NPD-Chef Voigt und seine Truppe kamen sogar mit ihrem Wahlkampfmobil nach Hildburghausen und versuchten, zu Schalls Wohnhaus zu gelangen, was die Polizei aber verhinderte. In weiteren Pressemitteilungen schrieb die NPD, dass "Neger" im Freistaat "nicht als Dauergäste akzeptiert werden". Ein NPD-Politiker schminkte sich schwarz und setzte sich eine Lockenperücke auf, in der Hand hielt er Bananen, um den Hals trug er ein Schild: "Heimreise statt Einreise."

Die New York Times fragte sich, was denn da verdammt noch mal los sei im Osten Deutschlands und meinte damit den islamfeindlichen Mord an Marwa El Sherbini in Dresden Anfang Juli - und die Hetze gegen Schall. "Ich war fix und fertig" sagt Schall. "Das alles erinnert einen fast an 1933."

Viel zu viel ist auf ihn in den vergangenen Wochen eingeprasselt.Vor kurzem noch war er ein unbedeutender CDU-Kommunalpolitiker, bei den Kreistagswahlen im Juni blieb er mit dem Listenplatz 30 chancenlos. Wenige Wochen später entdeckte ihn plötzlich das Team Althaus für den Wahlkampf, "Integrationsbeauftragter" der Thüringer CDU wurde er sogar genannt.

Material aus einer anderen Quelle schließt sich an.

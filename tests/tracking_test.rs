use std::collections::HashSet;

use proptest::prelude::*;
use streamtrack::tracker::{TrackEvent, TrackerOutput};
use streamtrack::{
    BackendKind, Detection, DetectionBuilder, ObjectTracker, Rect, Timestamp, TrackId, TrackState, TrackerConfig,
};

fn det(x: f32, y: f32, confidence: f32) -> Detection {
    Detection::new(Rect::new(x, y, 100.0, 100.0), 0, confidence, BackendKind::Cpu)
}

#[test]
fn test_basic_tracking() {
    let mut tracker = ObjectTracker::new(TrackerConfig {
        confirm_hits: 2,
        miss_threshold: 1,
        ..TrackerConfig::default()
    });

    // Frame 1: one detection starts a tentative track
    let out = tracker.update(&[det(100.0, 100.0, 0.9)], Timestamp(0));
    assert!(matches!(out.events.as_slice(), [TrackEvent::Created(t)] if t.id == TrackId(1)));

    // Frame 2: same object shifted 2px confirms it
    let out = tracker.update(&[det(102.0, 100.0, 0.85)], Timestamp(40));
    assert!(matches!(
        out.events.as_slice(),
        [TrackEvent::Confirmed { track, recovered: false }] if track.id == TrackId(1)
    ));

    // Frame 3: nothing detected, one miss is enough
    let out = tracker.update(&[], Timestamp(80));
    assert!(matches!(out.events.as_slice(), [TrackEvent::Lost(t)] if t.id == TrackId(1)));
    assert_eq!(out.tracks[0].state, TrackState::Lost);
}

#[test]
fn test_occlusion_recovered_by_low_score_tier() {
    let mut tracker = ObjectTracker::new(TrackerConfig {
        confirm_hits: 1,
        miss_threshold: 2,
        ..TrackerConfig::default()
    });
    tracker.update(&[det(100.0, 100.0, 0.9)], Timestamp(0));
    tracker.update(&[det(105.0, 105.0, 0.9)], Timestamp(40));

    // Partially occluded: score drops below the high threshold
    let out = tracker.update(&[det(110.0, 110.0, 0.2)], Timestamp(80));
    assert_eq!(out.tracks.len(), 1);
    assert_eq!(out.tracks[0].id, TrackId(1));
    assert_eq!(out.tracks[0].state, TrackState::Confirmed);

    // Disappears, then reappears within the lost TTL
    tracker.update(&[], Timestamp(120));
    let out = tracker.update(&[], Timestamp(160));
    assert_eq!(out.tracks[0].state, TrackState::Lost);
    let out = tracker.update(&[det(125.0, 125.0, 0.9)], Timestamp(200));
    assert_eq!(out.tracks.len(), 1);
    assert_eq!(out.tracks[0].id, TrackId(1));
    assert!(matches!(out.events.as_slice(), [TrackEvent::Confirmed { recovered: true, .. }]));
}

#[test]
fn test_two_objects_keep_their_ids() {
    let mut tracker = ObjectTracker::new(TrackerConfig {
        confirm_hits: 1,
        ..TrackerConfig::default()
    });
    let person = |x: f32, conf: f32| {
        DetectionBuilder::new()
            .tlwh(x, 50.0, 40.0, 90.0)
            .class(0)
            .confidence(conf)
            .build()
    };
    tracker.update(&[person(0.0, 0.9), person(300.0, 0.8)], Timestamp(0));
    for step in 1..10u64 {
        let shift = step as f32 * 3.0;
        // listed in reverse order on purpose
        let out = tracker.update(&[person(300.0 - shift, 0.8), person(shift, 0.9)], Timestamp(step * 40));
        let ids: Vec<TrackId> = out.tracks.iter().map(|t| t.id).collect();
        assert_eq!(ids, [TrackId(1), TrackId(2)]);
        let left = tracker.get(TrackId(1)).unwrap();
        assert!(left.rect().x < 150.0);
    }
}

fn run(config: &TrackerConfig, frames: &[Vec<Detection>]) -> Vec<TrackerOutput> {
    let mut tracker = ObjectTracker::new(config.clone());
    frames
        .iter()
        .enumerate()
        .map(|(i, dets)| tracker.update(dets, Timestamp(i as u64 * 40)))
        .collect()
}

fn detections() -> impl Strategy<Value = Vec<Detection>> {
    // few positions on a coarse grid so tracks actually get re-associated
    prop::collection::vec((0u8..4, 0u8..3, -3.0f32..3.0, 0.05f32..1.0), 0..5).prop_map(|raw| {
        raw.into_iter()
            .map(|(gx, gy, jitter, conf)| {
                det(f32::from(gx) * 150.0 + jitter, f32::from(gy) * 150.0 - jitter, conf)
            })
            .collect()
    })
}

fn tracker_config() -> impl Strategy<Value = TrackerConfig> {
    (1u32..4, 1u32..5, 0u64..400).prop_map(|(confirm_hits, miss_threshold, lost_ttl_ms)| TrackerConfig {
        confirm_hits,
        miss_threshold,
        lost_ttl_ms,
        ..TrackerConfig::default()
    })
}

proptest! {
    #![proptest_config(ProptestConfig::with_cases(64))]

    /// Property: a purged id never comes back and new ids only grow
    #[test]
    fn proptest_ids_never_reused(
        config in tracker_config(),
        frames in prop::collection::vec(detections(), 1..40),
    ) {
        let mut created: Vec<TrackId> = Vec::new();
        let mut purged: HashSet<TrackId> = HashSet::new();
        for out in run(&config, &frames) {
            for track in &out.tracks {
                prop_assert!(!purged.contains(&track.id), "purged track {} reappeared", track.id);
            }
            for event in &out.events {
                match event {
                    TrackEvent::Created(track) => {
                        prop_assert!(created.last().is_none_or(|last| *last < track.id));
                        created.push(track.id);
                    }
                    TrackEvent::Purged(id) => {
                        purged.insert(*id);
                    }
                    _ => {}
                }
            }
        }
    }

    /// Property: replaying the same detections gives the same tracks
    #[test]
    fn proptest_deterministic_replay(
        config in tracker_config(),
        frames in prop::collection::vec(detections(), 1..30),
    ) {
        let first = run(&config, &frames);
        let second = run(&config, &frames);
        for (a, b) in first.iter().zip(&second) {
            prop_assert_eq!(&a.events, &b.events);
            prop_assert_eq!(&a.tracks, &b.tracks);
        }
    }

    /// Property: confirmed tracks become lost exactly at the miss threshold
    #[test]
    fn proptest_lost_iff_miss_threshold(
        config in tracker_config(),
        frames in prop::collection::vec(detections(), 1..40),
    ) {
        for out in run(&config, &frames) {
            for event in &out.events {
                if let TrackEvent::Lost(track) = event {
                    prop_assert_eq!(track.misses, config.miss_threshold);
                }
            }
            for track in out.tracks.iter().filter(|t| t.state == TrackState::Confirmed) {
                prop_assert!(track.misses < config.miss_threshold);
            }
        }
    }
}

Doch so gerne die CDU Schalls Hilfe in Anspruch nahm, so merkwürdig verhielt sie sich nach der Hetze der NPD. Zwar stellte sie Strafanzeige wegen Volksverhetzung. Die Plakate mit Schall überklebte sie aber mit neuen Motiven. Das sei schon vorher geplant gewesen, sagte die CDU. Schall selbst hätte es dennoch gut gefunden, wenn sie einige Plakate hätten stehen lassen, um Gesicht zu zeigen. Sein Gesicht. Oder welche gegen Rechtsextremismus aufgestellt hätten. Der neue CDU-Slogan lautete dann: "Zukunft macht man nicht mit links."

Am Wahltag geht Schall zuerst zum Gottesdienst, er ist gläubiger Katholik, über Kirchenfreunde ist er auch zur CDU gekommen. Der Pfarrer spricht in seiner Predigt darüber, dass das Böse aus dem Inneren des Menschen komme. Zeca Schall schaut ins Gesangbuch, stimmt mit in das Lied ein: "Lass uns den Hass, das bittere Leid, fortlieben aus der dunklen Zeit."

Danach geht er zum Wahllokal, das im Rathaus der 12.000-Einwohner-Stadt untergebracht ist. Er macht rasch sein Kreuz, faltet den Wahlzettel und steckt ihn in die graue Urne.

In Zukunft, findet Zeca Schall, sollte die NPD nicht mal mehr auf dem Zettel stehen dürfen. "Man muss diese Verbrecher verbieten", sagt er. Doch würde das das Problem lösen?

Als Schall das Wahllokal verlässt, sitzen am Marktbrunnen Jugendliche herum, sie mustern ihn von oben bis unten. Einer trägt ein T-Shirt mit der Aufschrift "88". Das ist der Szenecode für "Heil Hitler".

Einen Abend vorher stehen sie auch auf dem Marktplatz, nur 50 Meter entfernt von Zeca Schalls Wohnhaus, gemeinsam mit 70 weiteren jungen Männern und Frauen. Sie schwenken Flaggen für den "Nationalen Widerstand", ein Redner hetzt gegen Asylanten, Juden, Zigeuner und Boris Becker - weil der auf "Negerinnen" stehe. "Bündnis Zukunft Hildburghausen" nennt sich die Truppe. Ihr Anführer war einst bei der NPD, nun hat er seinen eigenen Verein aufgemacht und sitzt seit kurzem im Kreisrat.

Es ist eine gespenstische Szene. Denn eigentlich setzt sich der Bürgermeister gegen Neonazis ein, zusammen mit einem lokalen"Bündnis gegen Rechtsextremismus". Aber heute sieht man von den Gegnern der Neonazis nicht viel. Die Gäste eines Cafés am Markt löffeln in ihrem Eis.

Man müsse viel mehr gegen Rechtsextremismus machen, wird Zeca Schall am Tag danach sagen. Verbote. Demonstrationen. Ein Landesprogramm gegen Rechtsextremismus.Ein solches Programm fordert die bisherige Opposition in Thüringen schon lange. Gesträubt hat sich dagegen nur eine Partei: Die CDU.